After each of these meetings, I returned to the clinic wishing to be able to live what seemed to nourish their chiropractic soul. The transmission of their observations taught me to use my senses to better understand and maintain a curiosity that still allows me, after thirty-seven years, to be dazzled by the results of chiropractic.

Like all previous generations, we have taken for granted legacies of the past without even questioning their journey. For too long we have acted in an individual, competitive and isolated way, each accumulating in our files multitudes of clinical observations. These effects  are reported to us by patients, but are not part of the desired effects during adjustment. After decades of clinical practice, these remarkably similar observations allow us to establish relationships, profiles, links that are recognized, in the majority of cases, as recurrent clinical observations or even unintentional therapeutic effects.

In the approach taken by the majority of chiropractors in the Evidence-based practice, clinicians cannot be asked to treat based solely on the evidence, which is limited. The professional’s decision must then be based on the scientific principles of chiropractic, his experience and his clinical observations. Only the clinician can establish a list of clinical observations of unintentional therapeutic effects, but they must be put at the service of all.

We now have an international research network that did not exist 20 years ago. Our researchers can establish on a scientific basis a compendium of measurable and quantifiable unintentional therapeutic effects in order to establish clinical reference tools, and thus better define the lines of research that will give the true face of chiropractic to the general public. It is essential that these recurrent clinical observations may one day be considered in the same way as the intended primary effect of chiropractic adjustment.

As such, there are several examples of drugs whose unintended effects quickly became those for which the molecule was patented. The best known is undoubtedly Viagra, a drug originally developed for low pressure in women and which now has a reputation and a brand new use. Unlike Viagra, several unintended therapeutic effects of chiropractic adjustment are known, but still not listed.

After only 126 years of existence, chiropractic has experienced many challenges that it has successfully met thanks to the results obtained and the satisfaction aroused in all these patients who, generation after generation, have welcomed chiropractic as a tool essential to their quality of life. Today, the language, perception, and image of chiropractic can be modified, adapted or even censored, but none of this will diminish the impact of the observed clinical outcomes.

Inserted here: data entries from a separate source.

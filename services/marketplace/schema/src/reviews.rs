use sea_orm::entity::prelude::*;

/// One rating per (user, course), enforced by a unique index.
#[derive(Clone, Debug, PartialEq, Eq, DeriveEntityModel)]
#[sea_orm(table_name = "reviews")]
pub struct Model {
    #[sea_orm(primary_key, auto_increment = false)]
    pub id: Uuid,
    pub user_id: Uuid,
    pub course_id: Uuid,
    pub rating: i16,
    pub comment: Option<String>,
    pub created_at: chrono::DateTime<chrono::Utc>,
    pub updated_at: chrono::DateTime<chrono::Utc>,
}

#[derive(Copy, Clone, Debug, EnumIter, DeriveRelation)]
pub enum Relation {
    #[sea_orm(
        belongs_to = "super::users::Entity",
        from = "Column::UserId",
        to = "super::users::Column::Id",
        on_delete = "Cascade"
    )]
    User,
    #[sea_orm(
        belongs_to = "super::courses::Entity",
        from = "Column::CourseId",
        to = "super::courses::Column::Id",
        on_delete = "Cascade"
    )]
    Course,
}

impl Related<super::users::Entity> for Entity {
    fn to() -> RelationDef {
        Relation::User.def()
    }
}

impl Related<super::courses::Entity> for Entity {
    fn to() -> RelationDef {
        Relation::Course.def()
    }
}

impl ActiveModelBehavior for ActiveModel {}
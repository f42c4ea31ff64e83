use std::path::PathBuf;

use crate::usecase::review::ReviewDeletePolicy;

/// Marketplace service configuration loaded from environment variables.
#[derive(Debug)]
pub struct MarketplaceConfig {
    /// PostgreSQL connection URL.
    pub database_url: String,
    /// TCP port for the HTTP server (default 5000). Env var: `MARKETPLACE_PORT`.
    pub port: u16,
    /// HMAC secret for session tokens.
    pub jwt_secret: String,
    /// Optional `Domain` attribute of the session cookie.
    pub cookie_domain: Option<String>,
    /// `Secure` attribute of the session cookie (default true).
    pub cookie_secure: bool,
    /// bcrypt work factor (default 10).
    pub bcrypt_cost: u32,
    /// Directory for staged multipart files (default: system temp dir).
    pub upload_dir: PathBuf,
    /// Request body ceiling for multipart routes (default 50 MiB).
    pub max_upload_bytes: usize,
    pub stripe_secret_key: String,
    /// Absent means the webhook endpoint rejects every notification.
    pub stripe_webhook_secret: Option<String>,
    pub stripe_api_base: String,
    /// Frontend page the checkout returns to after payment.
    pub frontend_success_url: String,
    /// Externally reachable base URL of this service, used for the cancel URL.
    pub public_base_url: String,
    pub cloudinary_cloud_name: String,
    pub cloudinary_api_key: String,
    pub cloudinary_api_secret: String,
    pub cloudinary_api_base: String,
    /// Who may delete a review: `any` (default) or `owner`.
    pub review_delete_policy: ReviewDeletePolicy,
}

fn var_or(name: &str, default: &str) -> String {
    std::env::var(name).unwrap_or_else(|_| default.to_owned())
}

fn parsed_or<T: std::str::FromStr>(name: &str, default: T) -> T {
    std::env::var(name)
        .ok()
        .and_then(|v| v.parse().ok())
        .unwrap_or(default)
}

impl MarketplaceConfig {
    pub fn from_env() -> Self {
        Self {
            database_url: std::env::var("DATABASE_URL").expect("DATABASE_URL"),
            port: parsed_or("MARKETPLACE_PORT", 5000),
            jwt_secret: std::env::var("JWT_SECRET").expect("JWT_SECRET"),
            cookie_domain: std::env::var("COOKIE_DOMAIN").ok().filter(|d| !d.is_empty()),
            cookie_secure: parsed_or("COOKIE_SECURE", true),
            bcrypt_cost: parsed_or("BCRYPT_COST", 10),
            upload_dir: std::env::var("UPLOAD_DIR")
                .map(PathBuf::from)
                .unwrap_or_else(|_| std::env::temp_dir()),
            max_upload_bytes: parsed_or("MAX_UPLOAD_BYTES", 50 * 1024 * 1024),
            stripe_secret_key: std::env::var("STRIPE_SECRET_KEY").expect("STRIPE_SECRET_KEY"),
            stripe_webhook_secret: std::env::var("STRIPE_WEBHOOK_SECRET").ok(),
            stripe_api_base: var_or("STRIPE_API_BASE", "https://api.stripe.com"),
            frontend_success_url: std::env::var("FRONTEND_SUCCESS_URL")
                .expect("FRONTEND_SUCCESS_URL"),
            public_base_url: std::env::var("PUBLIC_BASE_URL").expect("PUBLIC_BASE_URL"),
            cloudinary_cloud_name: std::env::var("CLOUDINARY_CLOUD_NAME")
                .expect("CLOUDINARY_CLOUD_NAME"),
            cloudinary_api_key: std::env::var("CLOUDINARY_API_KEY").expect("CLOUDINARY_API_KEY"),
            cloudinary_api_secret: std::env::var("CLOUDINARY_API_SECRET")
                .expect("CLOUDINARY_API_SECRET"),
            cloudinary_api_base: var_or("CLOUDINARY_API_BASE", "https://api.cloudinary.com"),
            review_delete_policy: std::env::var("REVIEW_DELETE_POLICY")
                .map(|v| {
                    v.parse()
                        .expect("REVIEW_DELETE_POLICY must be `any` or `owner`")
                })
                .unwrap_or_default(),
        }
    }
}
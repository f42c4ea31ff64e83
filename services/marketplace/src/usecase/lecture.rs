use chrono::Utc;
use uuid::Uuid;

use learnhub_domain::lecture::{DEFAULT_LECTURE_CONTENT, LectureKind};
use learnhub_domain::pagination::PageRequest;

use crate::domain::repository::{LectureRepository, MediaStoragePort, SectionRepository};
use crate::domain::types::{CONTENT_FOLDER, Lecture, LectureDetail, ResourceType, StagedFile};
use crate::error::MarketplaceError;
use crate::usecase::{optional, optional_id, required, required_id};

/// Upload lecture files one after another, keeping their order, and fold
/// their media types over `initial`.
async fn upload_content<M: MediaStoragePort>(
    media: &M,
    files: &[StagedFile],
    initial: LectureKind,
) -> Result<(Vec<String>, LectureKind), MarketplaceError> {
    let mut urls = Vec::with_capacity(files.len());
    for file in files {
        let resource_type = ResourceType::for_mime(&file.content_type);
        urls.push(media.upload(file, CONTENT_FOLDER, resource_type).await?);
    }
    let kind = LectureKind::infer(initial, files.iter().map(|f| f.content_type.as_str()));
    Ok((urls, kind))
}

// ── CreateLecture ────────────────────────────────────────────────────────────

pub struct CreateLectureInput {
    pub title: Option<String>,
    pub section_id: Option<String>,
    pub content: Vec<StagedFile>,
}

pub struct CreateLectureUseCase<L: LectureRepository, S: SectionRepository, M: MediaStoragePort> {
    pub lectures: L,
    pub sections: S,
    pub media: M,
}

impl<L, S, M> CreateLectureUseCase<L, S, M>
where
    L: LectureRepository,
    S: SectionRepository,
    M: MediaStoragePort,
{
    pub async fn execute(&self, input: CreateLectureInput) -> Result<Lecture, MarketplaceError> {
        let title = required(input.title, "title")?;
        let section_id = required_id(input.section_id, "sectionId")?;
        if self.sections.find_by_id(section_id).await?.is_none() {
            return Err(MarketplaceError::SectionNotFound);
        }

        let (content, kind) = if input.content.is_empty() {
            (vec![DEFAULT_LECTURE_CONTENT.to_owned()], LectureKind::Text)
        } else {
            upload_content(&self.media, &input.content, LectureKind::Text).await?
        };

        let now = Utc::now();
        let lecture = Lecture {
            id: Uuid::now_v7(),
            title,
            content,
            kind,
            section_id,
            created_at: now,
            updated_at: now,
        };
        self.lectures.create(&lecture).await?;
        Ok(lecture)
    }
}

// ── ListLectures / GetLecture ────────────────────────────────────────────────

pub struct ListLecturesUseCase<R: LectureRepository> {
    pub repo: R,
}

impl<R: LectureRepository> ListLecturesUseCase<R> {
    pub async fn execute(&self, page: PageRequest) -> Result<Vec<LectureDetail>, MarketplaceError> {
        self.repo.list_details(page.clamped()).await
    }
}

pub struct GetLectureUseCase<R: LectureRepository> {
    pub repo: R,
}

impl<R: LectureRepository> GetLectureUseCase<R> {
    pub async fn execute(&self, id: Uuid) -> Result<LectureDetail, MarketplaceError> {
        self.repo
            .find_detail(id)
            .await?
            .ok_or(MarketplaceError::LectureNotFound)
    }
}

// ── UpdateLecture ────────────────────────────────────────────────────────────

pub struct UpdateLectureInput {
    pub title: Option<String>,
    pub section_id: Option<String>,
    pub content: Vec<StagedFile>,
}

pub struct UpdateLectureUseCase<L: LectureRepository, S: SectionRepository, M: MediaStoragePort> {
    pub lectures: L,
    pub sections: S,
    pub media: M,
}

impl<L, S, M> UpdateLectureUseCase<L, S, M>
where
    L: LectureRepository,
    S: SectionRepository,
    M: MediaStoragePort,
{
    /// New files replace the whole content list; without files the previous
    /// content and kind stay.
    pub async fn execute(
        &self,
        id: Uuid,
        input: UpdateLectureInput,
    ) -> Result<Lecture, MarketplaceError> {
        let mut lecture = self
            .lectures
            .find_by_id(id)
            .await?
            .ok_or(MarketplaceError::LectureNotFound)?;

        if let Some(section_id) = optional_id(input.section_id, "sectionId")? {
            if self.sections.find_by_id(section_id).await?.is_none() {
                return Err(MarketplaceError::SectionNotFound);
            }
            lecture.section_id = section_id;
        }
        if let Some(title) = optional(input.title) {
            lecture.title = title;
        }
        if !input.content.is_empty() {
            let (content, kind) = upload_content(&self.media, &input.content, lecture.kind).await?;
            lecture.content = content;
            lecture.kind = kind;
        }

        lecture.updated_at = Utc::now();
        self.lectures.update(&lecture).await?;
        Ok(lecture)
    }
}

// ── DeleteLecture ────────────────────────────────────────────────────────────

pub struct DeleteLectureUseCase<R: LectureRepository> {
    pub repo: R,
}

impl<R: LectureRepository> DeleteLectureUseCase<R> {
    pub async fn execute(&self, id: Uuid) -> Result<(), MarketplaceError> {
        if self.repo.delete(id).await? {
            Ok(())
        } else {
            Err(MarketplaceError::LectureNotFound)
        }
    }
}
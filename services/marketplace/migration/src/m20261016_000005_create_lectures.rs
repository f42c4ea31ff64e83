use sea_orm_migration::prelude::*;

#[derive(DeriveMigrationName)]
pub struct Migration;

#[async_trait::async_trait]
impl MigrationTrait for Migration {
    async fn up(&self, manager: &SchemaManager) -> Result<(), DbErr> {
        manager
            .create_table(
                Table::create()
                    .table(Lectures::Table)
                    .if_not_exists()
                    .col(ColumnDef::new(Lectures::Id).uuid().not_null().primary_key())
                    .col(ColumnDef::new(Lectures::Title).text().not_null())
                    .col(ColumnDef::new(Lectures::Content).json_binary().not_null())
                    .col(
                        ColumnDef::new(Lectures::Kind)
                            .text()
                            .not_null()
                            .default("text"),
                    )
                    .col(ColumnDef::new(Lectures::SectionId).uuid().not_null())
                    .col(
                        ColumnDef::new(Lectures::CreatedAt)
                            .timestamp_with_time_zone()
                            .not_null()
                            .default(Expr::current_timestamp()),
                    )
                    .col(
                        ColumnDef::new(Lectures::UpdatedAt)
                            .timestamp_with_time_zone()
                            .not_null()
                            .default(Expr::current_timestamp()),
                    )
                    .foreign_key(
                        ForeignKey::create()
                            .name("fk_lectures_section_id")
                            .from(Lectures::Table, Lectures::SectionId)
                            .to(Sections::Table, Sections::Id)
                            .on_delete(ForeignKeyAction::Cascade),
                    )
                    .to_owned(),
            )
            .await?;

        manager
            .create_index(
                Index::create()
                    .table(Lectures::Table)
                    .col(Lectures::SectionId)
                    .name("idx_lectures_section_id")
                    .to_owned(),
            )
            .await
    }

    async fn down(&self, manager: &SchemaManager) -> Result<(), DbErr> {
        manager
            .drop_table(Table::drop().table(Lectures::Table).to_owned())
            .await
    }
}

#[derive(Iden)]
enum Lectures {
    Table,
    Id,
    Title,
    Content,
    Kind,
    SectionId,
    CreatedAt,
    UpdatedAt,
}

#[derive(Iden)]
enum Sections {
    Table,
    Id,
}
pub mod models;

pub use models::events::HoldEvent;
pub use models::payments::{CheckoutSeat, CheckoutSession, CheckoutSessionRequest};
pub use models::prices::TicketPriceRow;
pub use models::schedule::{Movie, MovieSummary, Schedule, ScheduleCreate, ScheduleUpdate};
pub use models::seats::{
    BlockSeatRequest, BlockSeatResponse, BlockedSeatsResponse, ReleaseSeatRequest,
    ReleaseSeatResponse, ReleaseSeatsResponse, SeatCoord,
};

use serde::{Deserialize, Serialize};

/// Error body returned by the API (`{"detail": "..."}`).
#[derive(Debug, Clone, Default, Serialize, Deserialize)]
pub struct ApiErrorBody {
    #[serde(default)]
    pub detail: Option<String>,
}
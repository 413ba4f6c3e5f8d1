use apollo_booking::SeatMap;
use apollo_catalog::row_label;
use apollo_core::SeatHoldGateway;
use apollo_shared::SeatCoord;
use clap::Args;
use serde::Serialize;

use super::Context;

#[derive(Debug, Args)]
pub struct SeatsArgs {
    /// Showtime id
    pub schedule_id: i64,
}

#[derive(Serialize)]
struct SeatsView {
    schedule_id: i64,
    available: usize,
    blocked: Vec<SeatCoord>,
}

pub async fn execute(args: &SeatsArgs, ctx: &Context) -> anyhow::Result<()> {
    let mut map = ctx.seat_map();
    let blocked = ctx.client.blocked_seats(args.schedule_id).await?;
    map.replace_blocked(blocked);

    let mut blocked: Vec<SeatCoord> = map.blocked().iter().copied().collect();
    blocked.sort();
    let view = SeatsView {
        schedule_id: args.schedule_id,
        available: map.available_count(),
        blocked,
    };
    ctx.emit(&view, || {
        format!(
            "{}\n{} seats available, {} blocked",
            render(&map, &[]),
            view.available,
            view.blocked.len()
        )
    })
}

/// Text grid of the hall: `.` free, `x` blocked, `o` selected by us, blank
/// where there is no seat.
pub fn render(map: &SeatMap, selected: &[SeatCoord]) -> String {
    let width = (0..map.rows()).map(|r| map.cols(r)).max().unwrap_or(0);

    let mut out = String::from("    ");
    for col in 0..width {
        out.push_str(&format!("{:>3}", col + 1));
    }

    for row in 0..map.rows() {
        out.push_str(&format!("\n{:>3} ", row_label(row)));
        for col in 0..width {
            let mark = if selected.contains(&SeatCoord::new(row, col)) {
                'o'
            } else if !map.exists(row, col) {
                ' '
            } else if map.is_blocked(row, col) {
                'x'
            } else {
                '.'
            };
            out.push_str(&format!("{:>3}", mark));
        }
    }
    out
}
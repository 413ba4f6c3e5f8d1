use chrono::{DateTime, Utc};
use uuid::Uuid;

use super::seats::SeatCoord;

/// Events published by a shopper's hold session.
#[derive(Debug, serde::Serialize, serde::Deserialize, Clone, PartialEq)]
#[serde(tag = "event", rename_all = "snake_case")]
pub enum HoldEvent {
    SeatHeld {
        session_id: Uuid,
        schedule_id: i64,
        seat: SeatCoord,
        expires_at: Option<DateTime<Utc>>,
    },
    SeatReleased {
        session_id: Uuid,
        schedule_id: i64,
        seat: SeatCoord,
    },
    HoldFailed {
        session_id: Uuid,
        schedule_id: i64,
        seat: SeatCoord,
        reason: String,
    },
    SeatLimitReached {
        session_id: Uuid,
        max_seats: usize,
    },
    BlockedSeatsRefreshed {
        session_id: Uuid,
        schedule_id: i64,
        blocked: usize,
    },
    CountdownTick {
        session_id: Uuid,
        remaining_secs: i64,
    },
    HoldExpired {
        session_id: Uuid,
        schedule_id: i64,
        released: Vec<SeatCoord>,
    },
}
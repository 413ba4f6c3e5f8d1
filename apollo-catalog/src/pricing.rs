use apollo_shared::TicketPriceRow;
use chrono::{Datelike, NaiveDate, NaiveDateTime, NaiveTime, Weekday};
use serde::{Deserialize, Serialize};
use std::collections::HashMap;

const MILLIS_PER_DAY: i64 = 86_400_000;

/// Price tier applied to a ticket, in precedence order.
#[derive(Debug, Clone, Copy, PartialEq, Eq, Serialize, Deserialize)]
#[serde(rename_all = "snake_case")]
pub enum PriceTier {
    CheapThursday,
    ThreeDaysBefore,
    TwoDaysBefore,
    OneDayBefore,
    SameDay,
}

#[derive(Debug, Clone, Copy, PartialEq, Serialize, Deserialize)]
pub struct Quote {
    pub tier: PriceTier,
    pub price: f64,
}

/// Ticket price list keyed by ticket type, case-insensitive.
#[derive(Debug, Clone, Default)]
pub struct PriceTable {
    rows: HashMap<String, TicketPriceRow>,
}

impl PriceTable {
    pub fn new(rows: Vec<TicketPriceRow>) -> Self {
        let rows = rows
            .into_iter()
            .map(|row| (normalize_type(&row.ticket_type), row))
            .collect();
        Self { rows }
    }

    pub fn get(&self, ticket_type: &str) -> Option<&TicketPriceRow> {
        self.rows.get(&normalize_type(ticket_type))
    }

    /// Ticket type names as the API spells them, sorted.
    pub fn ticket_types(&self) -> Vec<&str> {
        let mut types: Vec<&str> = self.rows.values().map(|r| r.ticket_type.as_str()).collect();
        types.sort_unstable();
        types
    }

    pub fn is_empty(&self) -> bool {
        self.rows.is_empty()
    }
}

fn normalize_type(ticket_type: &str) -> String {
    ticket_type.trim().to_lowercase()
}

/// Resolves a per-seat price from the ticket type and how far away the
/// showtime is.
pub struct PricingEngine {
    table: PriceTable,
}

impl PricingEngine {
    pub fn new(table: PriceTable) -> Self {
        Self { table }
    }

    pub fn table(&self) -> &PriceTable {
        &self.table
    }

    /// Price for one seat. Unknown ticket types price at 0.
    pub fn price(&self, ticket_type: &str, date: NaiveDate, time: &str, now: NaiveDateTime) -> f64 {
        self.quote(ticket_type, date, time, now).price
    }

    /// First matching tier wins: cheap Thursday, then 3+, 2 and 1 days
    /// before, then same day.
    pub fn quote(&self, ticket_type: &str, date: NaiveDate, time: &str, now: NaiveDateTime) -> Quote {
        let showtime = showtime_datetime(date, time);
        let days = days_until(showtime, now);

        let Some(row) = self.table.get(ticket_type) else {
            tracing::debug!(ticket_type, "No price row for ticket type");
            return Quote { tier: PriceTier::SameDay, price: 0.0 };
        };

        let thursday = showtime.weekday() == Weekday::Thu || now.weekday() == Weekday::Thu;

        let candidates = [
            (thursday, PriceTier::CheapThursday, row.cheap_thursday),
            (days >= 3, PriceTier::ThreeDaysBefore, row.three_days_before),
            (days == 2, PriceTier::TwoDaysBefore, row.two_days_before),
            (days == 1, PriceTier::OneDayBefore, row.one_day_before),
        ];

        candidates
            .into_iter()
            .find_map(|(applies, tier, price)| match (applies, price) {
                (true, Some(price)) => Some(Quote { tier, price }),
                _ => None,
            })
            .unwrap_or(Quote {
                tier: PriceTier::SameDay,
                price: row.same_day.unwrap_or(0.0),
            })
    }
}

/// Showtime date with its `HH:MM` applied. Missing or garbled parts count as 0.
pub fn showtime_datetime(date: NaiveDate, time: &str) -> NaiveDateTime {
    let mut parts = time.trim().split(':');
    let hour = parts.next().and_then(|h| h.trim().parse::<u32>().ok()).unwrap_or(0);
    let minute = parts.next().and_then(|m| m.trim().parse::<u32>().ok()).unwrap_or(0);
    let time = NaiveTime::from_hms_opt(hour, minute, 0).unwrap_or(NaiveTime::MIN);
    date.and_time(time)
}

/// Whole days between now and the showtime, rounded down. A showtime 1 day
/// and 23 hours away is 1 day out, one already started is negative.
pub fn days_until(showtime: NaiveDateTime, now: NaiveDateTime) -> i64 {
    (showtime - now).num_milliseconds().div_euclid(MILLIS_PER_DAY)
}
use apollo_catalog::{PriceTable, PriceTier, PricingEngine};
use apollo_core::{PriceListGateway, ScheduleGateway};
use clap::Args;
use serde::Serialize;

use super::Context;

#[derive(Debug, Args)]
pub struct PriceArgs {
    /// Showtime id
    pub schedule_id: i64,

    /// Quote only this ticket type
    #[arg(long)]
    pub ticket_type: Option<String>,
}

#[derive(Serialize)]
struct PriceLine {
    ticket_type: String,
    tier: PriceTier,
    price: f64,
}

pub async fn execute(args: &PriceArgs, ctx: &Context) -> anyhow::Result<()> {
    let schedule = ctx.client.get_schedule(args.schedule_id).await?;
    let engine = PricingEngine::new(PriceTable::new(ctx.client.ticket_prices().await?));
    let now = ctx.clock.local_now();

    let types: Vec<String> = match &args.ticket_type {
        Some(t) => vec![t.clone()],
        None => engine.table().ticket_types().into_iter().map(str::to_string).collect(),
    };
    if types.is_empty() {
        anyhow::bail!("The price list is empty");
    }

    let lines: Vec<PriceLine> = types
        .into_iter()
        .map(|ticket_type| {
            let quote = engine.quote(&ticket_type, schedule.date, &schedule.time, now);
            PriceLine { ticket_type, tier: quote.tier, price: quote.price }
        })
        .collect();

    ctx.emit(&lines, || {
        let mut out = format!("{} {} {}", schedule.title(), schedule.date, schedule.start_time());
        for line in &lines {
            out.push_str(&format!("\n  {:<14} {:>8.2}  ({:?})", line.ticket_type, line.price, line.tier));
        }
        out
    })
}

Our profession has a new challenge,  it must present an image to the taste of the day while respecting its origins, its evolution and its vision. The systematic compilation of unintentional therapeutic effects with the support of a well-established research structure will allow us to move into a scientific world while respecting each other in their specific role. We need to move to a higher level of research, one to identify the physiological, biomechanical and neurological mechanisms that support these clinical observations. The chiropractic of tomorrow, we must build it today, all together with respect and complicity. We must use the right language and build bridges beyond the ditches we have dug. No one can stop our curiosity of knowledge and truth.